When aspirin is used in combination with antidiabetic drugs, is there a risk of drug interactions? Intelligent systems may hold the key to resolving such critical challenges related to combined medication that directly impact patients' medication safety in the future.
Recently, Professor Zhang Wen's team from the College of Informatics at Huazhong Agricultural University (HZAU) has released an innovative breakthrough at the international conference, The 63rd Annual Meeting of the Association for Computational Linguistics. The team introduced a pairwise knowledge-augmented language model PKAG-DDI, which is capable of producing full reports on drug interactions, so as to offer intelligent support for safe medication practices.

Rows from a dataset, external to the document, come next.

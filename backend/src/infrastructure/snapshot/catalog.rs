use super::loader::{load_json, SnapshotError};
use crate::application::ports::{CatalogSearchService, ItemResponseGroup};
use crate::domain::catalog::Product;
use crate::domain::value_objects::ProductId;
use anyhow::Result;
use async_trait::async_trait;
use std::collections::HashMap;
use std::path::Path;
use tracing::{debug, info};

/// Product catalog served from a JSON array of products
pub struct SnapshotCatalog {
    products: HashMap<ProductId, Product>,
}

impl SnapshotCatalog {
    pub fn from_products(products: impl IntoIterator<Item = Product>) -> Self {
        SnapshotCatalog {
            products: products.into_iter().map(|p| (p.id.clone(), p)).collect(),
        }
    }

    pub async fn load(path: impl AsRef<Path>) -> Result<Self, SnapshotError> {
        let products: Vec<Product> = load_json(path).await?;
        info!("Loaded catalog snapshot with {} products", products.len());
        Ok(Self::from_products(products))
    }

    pub fn len(&self) -> usize {
        self.products.len()
    }

    pub fn is_empty(&self) -> bool {
        self.products.is_empty()
    }
}

#[async_trait]
impl CatalogSearchService for SnapshotCatalog {
    async fn get_products(&self, ids: &[ProductId], groups: ItemResponseGroup) -> Result<Vec<Product>> {
        debug!(
            "Catalog snapshot lookup for {} ids (response groups {:#b})",
            ids.len(),
            groups.bits()
        );

        Ok(ids
            .iter()
            .filter_map(|id| self.products.get(id))
            .cloned()
            .collect())
    }
}

#[cfg(test)]
mod tests {
    use super::*;
    use crate::domain::catalog::ProductPrice;
    use crate::domain::value_objects::{Currency, Language, Money};
    use rust_decimal::Decimal;

    fn product(id: &str) -> Product {
        let currency = Currency::new(&Language::new("en-US").unwrap(), "USD");
        Product::new(
            ProductId::new(id).unwrap(),
            ProductPrice::flat(Money::new(Decimal::new(100, 2), currency)),
        )
    }

    #[tokio::test]
    async fn test_products_come_back_in_request_order() {
        let catalog = SnapshotCatalog::from_products(vec![product("a"), product("b"), product("c")]);
        let ids = vec![
            ProductId::new("c").unwrap(),
            ProductId::new("missing").unwrap(),
            ProductId::new("a").unwrap(),
        ];

        let found = catalog
            .get_products(&ids, ItemResponseGroup::ITEM_INFO)
            .await
            .unwrap();

        let found_ids: Vec<&str> = found.iter().map(|p| p.id.as_str()).collect();
        assert_eq!(found_ids, vec!["c", "a"]);
    }
}
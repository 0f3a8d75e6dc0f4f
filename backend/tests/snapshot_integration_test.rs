use rust_decimal::Decimal;
use std::collections::HashMap;
use std::path::Path;
use std::sync::Arc;
use storefront::application::dto::CartShippingMethod;
use storefront::application::{CartValidator, StoreContext};
use storefront::domain::{
    CartId, Currency, Language, LineItem, Money, Product, ProductId, ProductPrice, Shipment,
    ShoppingCart, ValidationError,
};
use storefront::infrastructure::{
    load_json, InMemoryCacheManager, SnapshotCartApi, SnapshotCatalog, SnapshotError,
};
use tempfile::TempDir;

fn write_json<T: serde::Serialize>(dir: &Path, name: &str, value: &T) -> std::path::PathBuf {
    let path = dir.join(name);
    std::fs::write(&path, serde_json::to_string_pretty(value).unwrap()).unwrap();
    path
}

#[cfg(test)]
mod tests {
    use super::*;

    fn en_us() -> Language {
        Language::new("en-US").unwrap()
    }

    fn usd(amount: i64) -> Money {
        Money::new(Decimal::new(amount, 0), Currency::new(&en_us(), "USD"))
    }

    #[tokio::test]
    async fn test_validate_cart_from_snapshots() {
        let dir = TempDir::new().unwrap();

        let mut cart = ShoppingCart::persisted(
            CartId::new("cart-1").unwrap(),
            Currency::new(&en_us(), "USD"),
            en_us(),
        );
        cart.add_item(LineItem::new(ProductId::new("p-1").unwrap(), 1, usd(10)));
        let mut shipment = Shipment::new(&cart.currency);
        shipment.shipment_method_code = Some("Courier".to_string());
        cart.add_shipment(shipment);

        let products = vec![Product::new(
            ProductId::new("p-1").unwrap(),
            ProductPrice::flat(usd(10)),
        )];
        let mut methods: HashMap<String, Vec<CartShippingMethod>> = HashMap::new();
        methods.insert(
            "cart-1".to_string(),
            vec![CartShippingMethod {
                shipment_method_code: Some("FixedRate".to_string()),
                price: Some(5.0),
                ..Default::default()
            }],
        );

        let cart_path = write_json(dir.path(), "cart.json", &cart);
        let catalog_path = write_json(dir.path(), "catalog.json", &products);
        let methods_path = write_json(dir.path(), "methods.json", &methods);

        let mut loaded: ShoppingCart = load_json(&cart_path).await.unwrap();
        assert_eq!(loaded, cart);

        let catalog = SnapshotCatalog::load(&catalog_path).await.unwrap();
        assert_eq!(catalog.len(), 1);
        let cart_api = SnapshotCartApi::load(&methods_path).await.unwrap();

        let validator = CartValidator::new(
            Arc::new(catalog),
            Arc::new(cart_api),
            Arc::new(InMemoryCacheManager::default()),
        );
        let ctx = StoreContext::new(loaded.currency.clone(), loaded.language.clone());
        validator.validate(&mut loaded, &ctx).await.unwrap();

        assert!(loaded.items[0].is_valid());
        assert!(loaded.items[0].validation_warnings.is_empty());
        assert_eq!(
            loaded.shipments[0].validation_warnings,
            vec![ValidationError::ShippingUnavailable]
        );

        let json = serde_json::to_value(&loaded).unwrap();
        assert_eq!(
            json["shipments"][0]["validationWarnings"][0]["code"],
            "ShippingUnavailable"
        );
    }

    #[tokio::test]
    async fn test_catalog_snapshot_must_be_a_product_list() {
        let dir = TempDir::new().unwrap();
        let path = write_json(dir.path(), "catalog.json", &serde_json::json!({ "products": [] }));

        let result = SnapshotCatalog::load(&path).await;

        assert!(matches!(result, Err(SnapshotError::Parse { .. })));
    }

    #[tokio::test]
    async fn test_missing_methods_snapshot() {
        let dir = TempDir::new().unwrap();

        let result = SnapshotCartApi::load(dir.path().join("methods.json")).await;

        assert!(matches!(result, Err(SnapshotError::Io { .. })));
    }
}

The pairwise knowledge-augmented language model PKAG-DDI. [Photo/news.hzau.edu.cn]
In the backdrop of global aging, combination therapy emerges as a pivotal clinical strategy, yet the perils of adverse drug interactions loom large. Detecting potential events early holds significant value in enhancing medication safety. To address this, the team developed the PKAG-DDI model, not only crafting easily digestible descriptions of drug interactions but also presenting crucial biological functional insights, showcasing inference pathways, and bolstering user confidence. Moreover, the team refined the artificial intelligence used for retrieval-enhanced generation, enabling the model to autonomously retrieve the biological functions of paired drugs and integrate them into extensive language models, thereby further elevating prediction accuracy.
Comparative experiments demonstrate that, compared to prevailing classification-based and generation-based methodologies, PKAG-DDI exhibits substantial advantages across two specialized datasets and showcases robust practicality and generalization prowess in demanding scenarios. Case studies underscore its precision in forecasting a drug's biological functions and articulating exact event descriptions.